The Wikipedia article on doubling spaces gives a definition of doubling constant using open balls:
A metric space $X$ is said to be doubling if there exists some doubling constant $M>0$ such that for any $x\in X$ and $r>0$, it is possible to cover the ball $B(x,r) = \{y \mid d(x,y) < r\}$ with $M$ balls of radius $r/2$.

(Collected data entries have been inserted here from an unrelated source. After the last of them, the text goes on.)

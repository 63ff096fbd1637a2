//! Read-facing view over a freshly built index, plus the residual write
//! that hands its still-unspilled state to the store.

use crate::error::Result;
use crate::model::{PostingList, Token};
use crate::storage::Store;
use ahash::AHashMap;

pub struct InvertedIndex {
    token_map: AHashMap<String, Token>,
    ii_map: AHashMap<(u64, u64), PostingList>,
    total_docs: u64,
}

impl InvertedIndex {
    pub(crate) fn new(
        token_map: AHashMap<String, Token>,
        ii_map: AHashMap<(u64, u64), PostingList>,
        total_docs: u64,
    ) -> Self {
        Self { token_map, ii_map, total_docs }
    }

    /// Cold-opens a read view over an already-built store: no residual
    /// token/posting state, just `total_docs` read once and cached. This
    /// is what `Searcher` uses — it never re-queries `doc_count` per
    /// search, holding only this snapshot.
    pub fn load(store: &Store) -> Self {
        Self { token_map: AHashMap::new(), ii_map: AHashMap::new(), total_docs: store.doc_count() as u64 }
    }

    pub fn lookup_token(&self, surface: &str) -> Option<&Token> {
        self.token_map.get(surface)
    }

    pub fn posting(&self, token_id: u64, doc_id: u64) -> Option<&PostingList> {
        self.ii_map.get(&(token_id, doc_id))
    }

    pub fn distinct_tokens(&self) -> usize {
        self.token_map.len()
    }

    /// Total document count as of construction — `load` reads it fresh
    /// from the store; `Indexer::build` carries over the count observed
    /// at the end of the build.
    pub fn total_docs(&self) -> u64 {
        self.total_docs
    }

    /// Flushes every posting still held in memory, then upserts every
    /// token's final statistics. Does not close the store — callers
    /// decide when the build's write phase is over.
    pub fn write_to(&self, store: &Store) -> Result<()> {
        for posting in self.ii_map.values() {
            store.add_posting_list(posting)?;
        }
        for token in self.token_map.values() {
            store.update_token(token)?;
        }
        Ok(())
    }
}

It then goes on to say that the doubling constant of $\mathbb R$ is $2$, but I don't see why:
Let $B=(-1,1)$ and let $C_1 = (-1,0)$ and $C_2 = (0,1)$. Then $C_1$ and $C_2$ are open balls of radius $1/2$, but they don't cover $B$, and I don't see how they could.
Am I missing something?
Edit: In line with the comment by Moishe Kohan, I had a look at the original paper that defined doubling dimension, and they never explicitly say open or closed balls (just "ball"). So I guess if we consider closed balls it makes sense, and the open ball definition in Wikipedia was an arbitrary choice by whoever wrote it.
Edit 2: The original paper actually does use open balls (didn't scroll far enough), so yeah, Wikipedia was (shockingly) just wrong! I suppose that if we use open balls then the correct answer is $3$, or $2$ if we allow closed balls instead.